It can be a sign of serious diseases such as pneumonia and lung cancer. The symptoms of this disease, which is seen in 1 or 2 out of 100 people in the world every year, can be confused with the symptoms of flu, upper respiratory tract infection and coronavirus. Let’s get to know pneumonia closely!
WHAT IS PNEUUMARY, IS IT CONTAGIOUS, WHY DOES IT HAPPEN?
Pneumonia, also called pneumonia in the medical literature, is a disease that usually occurs as a result of respiratory system infection and can lead to serious health problems. This disorder tends to be more common in children, elderly individuals over 65 years of age, those with chronic diseases (such as kidney, diabetes, heart or lung disease), smokers, and those with diseases or medications that suppress the immune system.

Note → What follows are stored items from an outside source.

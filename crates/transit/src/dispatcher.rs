//! Inbound message handling: decode, filter, route.
//!
//! Generalizes `HooteprotoServer::handle_message`'s single dispatch table
//! into the nine-command set, adding the protocol-version and self-echo
//! filters that sit in front of the command switch.

use crate::command::Command;
use crate::error::{RemoteFailure, TransitError};
use crate::node::NodeId;
use crate::packet::{Packet, Payload, PongPayload, ResponsePayload};
use crate::transit::Transit;
use crate::transporter::Transporter;
use serde_json::Value;
use tracing::{debug, warn};

impl<T: Transporter + 'static> Transit<T> {
    /// Entry point fed by the transporter's inbound callback. Every error
    /// is logged and swallowed here: no handler exception escapes
    /// `on_message`, since doing so would tear down the inbound stream.
    pub async fn on_message(&self, bytes: Vec<u8>) {
        if bytes.is_empty() {
            warn!("dropping empty inbound packet");
            return;
        }

        let packet = match self.serializer.deserialize(&bytes) {
            Ok(packet) => packet,
            Err(err) => {
                warn!(error = %err, "dropping undecodable inbound packet");
                return;
            }
        };

        self.stats.record_received();

        if packet.ver != self.config.protocol_version {
            warn!(
                sender = %packet.sender,
                expected = %self.config.protocol_version,
                observed = %packet.ver,
                "dropping packet with mismatched protocol version"
            );
            return;
        }

        let is_self_echo = packet.sender == self.self_node;
        let command = packet.command();
        if is_self_echo && !matches!(command, Command::Event | Command::Request | Command::Response)
        {
            debug!(?command, "dropping self-echo of non-passthrough command");
            return;
        }

        if let Err(err) = self.dispatch(packet).await {
            warn!(error = %err, ?command, "inbound handler failed");
        }
    }

    async fn dispatch(&self, packet: Packet) -> Result<(), TransitError> {
        let sender = packet.sender.clone();
        match packet.payload {
            Payload::Request(payload) => self.handle_request(sender, payload).await,
            Payload::Response(payload) => {
                self.handle_response(sender, payload).await;
                Ok(())
            }
            Payload::Event(payload) => {
                let groups = payload.groups.unwrap_or_default();
                self.broker
                    .emit_local_services(&payload.event, payload.data, &groups, &sender);
                Ok(())
            }
            Payload::Discover => self.send_node_info(Some(sender)).await,
            Payload::Info(info) => {
                let descriptor = serde_json::to_value(&info).unwrap_or(Value::Null);
                self.registry.process_node_info(&sender, &descriptor);
                Ok(())
            }
            Payload::Disconnect => {
                self.registry.node_disconnected(&sender);
                self.pending.cancel_by_node(&sender).await;
                Ok(())
            }
            Payload::Heartbeat(hb) => {
                self.registry.node_heartbeat(&sender, hb.cpu);
                Ok(())
            }
            Payload::Ping(ping) => self.handle_ping(sender, ping.time).await,
            Payload::Pong(pong) => {
                self.handle_pong(sender, pong);
                Ok(())
            }
        }
    }

    async fn handle_request(
        &self,
        sender: NodeId,
        payload: crate::packet::RequestPayload,
    ) -> Result<(), TransitError> {
        let id = payload.id.clone();
        let ctx = self.context_factory.create_from_payload(sender.clone(), &payload);
        match self.broker.handle_remote_request(ctx).await {
            Ok(data) => self.send_response(&sender, &id, Some(data), None).await,
            Err(failure) => self.send_response(&sender, &id, None, Some(failure)).await,
        }
    }

    async fn handle_response(&self, sender: NodeId, payload: ResponsePayload) {
        let outcome = if payload.success {
            Ok(payload.data.unwrap_or(Value::Null))
        } else {
            let envelope = payload.error.unwrap_or(crate::packet::ErrorEnvelope {
                name: "Error".to_string(),
                message: "unknown remote error".to_string(),
                code: None,
                error_type: None,
                node_id: Some(sender.clone()),
                data: None,
                stack: None,
            });
            Err(RemoteFailure::from_envelope(envelope, sender))
        };
        self.pending.complete(&payload.id, outcome).await;
    }

    async fn handle_ping(&self, sender: NodeId, time: i64) -> Result<(), TransitError> {
        let arrived = self.clock.now_ms();
        let packet = self.build_packet(Payload::Pong(PongPayload { time, arrived }));
        self.publish_to(&sender, packet).await
    }

    fn handle_pong(&self, sender: NodeId, pong: PongPayload) {
        let t2 = self.clock.now_ms();
        let result = crate::liveness::compute_pong(sender.clone(), pong.time, pong.arrived, t2);
        let data = serde_json::to_value(&result).unwrap_or(Value::Null);
        self.broker.broadcast_local("$node.pong", data, Some(&sender));
    }
}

Pneumonia is a major cause of hospital admissions, treatment costs, lost work and school days, and even deaths worldwide. Although the disease carries the risk of direct transmission from a sick person to healthy individuals in some cases, it usually occurs as a result of microbes reaching the lungs from the mouth, throat or digestive tract. While these microbes normally do not pose a threat, they can cause pneumonia in people with weakened body defense systems. Factors such as vomiting, long-term surgeries, alcohol use and flu epidemics can also facilitate the development of pneumonia.
SYMPTOMS OF PNEUUMARY
In a patient with severe pneumonia;
Blue discoloration of skin and mucosa,
Severe shortness of breath,
low blood pressure,
There may be confusion.
HOW IS PNEUMATURE TREATMENT AND WHAT IS THE TREATMENT?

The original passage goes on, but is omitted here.